Trend Micro assesses the risks posed by software vulnerabilities by considering the following:
The number and the significance of the threats that use them
Their potential and actual impact,
The difficulty or ease by which they can be exploited
Vulnerabilities are considered low, moderate, important, critical, or highly critical as described below.
Vulnerabilities considered highly critical are vulnerabilities associated with at least ten Internet threats, regardless of the impact of these Internet threats. Systems and networks not patched against these vulnerabilities will likely become infected due to the prevalence or sheer variety of associated Internet threats.
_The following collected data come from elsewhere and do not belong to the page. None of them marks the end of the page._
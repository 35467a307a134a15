//! Error kinds for the codec.
//!
//! Split the same way `GraphTileDecodingError` / `GraphTileBuildError` are
//! split in the reference tile codec: one enum for failures that can only
//! happen while writing, one for failures that can only happen while
//! reading. Nothing here is recovered internally; every variant is surfaced
//! to the caller as-is.

use std::error::Error as StdError;

use thiserror::Error;

/// A type-erased error from the caller-supplied feature codec.
///
/// The core never inspects the concrete error type of its collaborator
/// (see the `FeatureCodec` trait); it only needs to propagate it.
pub type FeatureError = Box<dyn StdError + Send + Sync + 'static>;

/// Errors raised while serializing a graph (`serialize`).
#[derive(Debug, Error)]
pub enum FggWriteError {
    /// `from` or `to` is outside `[0, featureCount)`.
    ///
    /// The message intentionally contains `"Invalid 'from' index"` or
    /// `"Invalid 'to' index"` verbatim so callers that pattern-match on the
    /// message stay compatible with other FlatGeoGraphBuf implementations.
    #[error("Invalid '{which}' index {index} at edge {edge_index}: must be in [0, {feature_count})")]
    InvalidIndex {
        which: &'static str,
        index: i64,
        edge_index: usize,
        feature_count: u64,
    },

    /// `from == to`.
    ///
    /// The message contains `"self-loops are not allowed"` verbatim.
    #[error("edge {edge_index} connects node {node} to itself: self-loops are not allowed")]
    SelfLoop { edge_index: usize, node: u32 },

    /// A property value isn't one of the types the codec knows how to encode.
    #[error("property '{key}' on edge {edge_index} has an unsupported value type")]
    UnknownPropertyType { edge_index: usize, key: String },

    /// The feature codec's own `encode_features` call failed.
    #[error("feature encoding failed: {0}")]
    Feature(#[source] FeatureError),
}

/// Errors raised while reading (`deserialize`, `deserialize_graph_edges`, or
/// any lower-level decode step).
#[derive(Debug, Error)]
pub enum FggReadError {
    /// The first 8 bytes are neither FGG nor FGB magic.
    #[error("bad magic bytes: not a FlatGeoGraphBuf or FlatGeobuf file")]
    BadMagic,

    /// The magic's major version byte is greater than this reader supports.
    #[error("unsupported major version {found} (this reader supports up to {max_supported})")]
    UnsupportedMajor { found: u8, max_supported: u8 },

    /// A read would run past the end of the input buffer.
    #[error("truncated input: needed {needed} more byte(s), only {available} available")]
    Truncated { needed: usize, available: usize },

    /// A column-type byte is outside `{0..14}`.
    #[error("invalid column type byte: {0}")]
    InvalidColumnType(u8),

    /// An edge's declared size is `< 8` or overruns the containing section.
    #[error("invalid edge size: {0}")]
    InvalidEdgeSize(i64),

    /// A `Json`-typed property payload failed to parse as JSON.
    #[error("malformed JSON property payload: {0}")]
    MalformedJson(#[source] serde_json::Error),

    /// The feature codec's own call failed (header decode or feature iteration).
    #[error("feature decoding failed: {0}")]
    Feature(#[source] FeatureError),

    /// The metadata probe observer raised to abort the read.
    #[error("read aborted by observer: {0}")]
    Aborted(#[source] FeatureError),
}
All vulnerabilities utilized by known Internet threats are critical. Vulnerabilities that remain unused by Internet threats, but that can facilitate the propagation of Internet threats across different systems, also fall under this category.
Vulnerabilities that compromise vital information and allow unauthorized access to passwords and other valuable data are automatically considered important. Vulnerabilities that compromise the integrity or availability of system resources are also in the same category.
Vulnerabilities that are hard to exploit because of default platform or applications settings, auditing, or sheer technical complexity, are considered moderate risk.
Low-risk vulnerabilities either have minimal impact on affected systems or are very difficult to exploit.
Endpoints that are considered risk-free may not be completely free of vulnerabilities. After a policy scan completes, a machine is risk-free if Vulnerability Scan does not detect vulnerabilities that have been identified by applicable policies for assessment. For example, if Network VirusWall Enforcer has only one policy and this policy is set to scan only for critical and highly critical vulnerabilities, Network VirusWall Enforcer will consider endpoints affected by low-risk vulnerabilities as risk-free.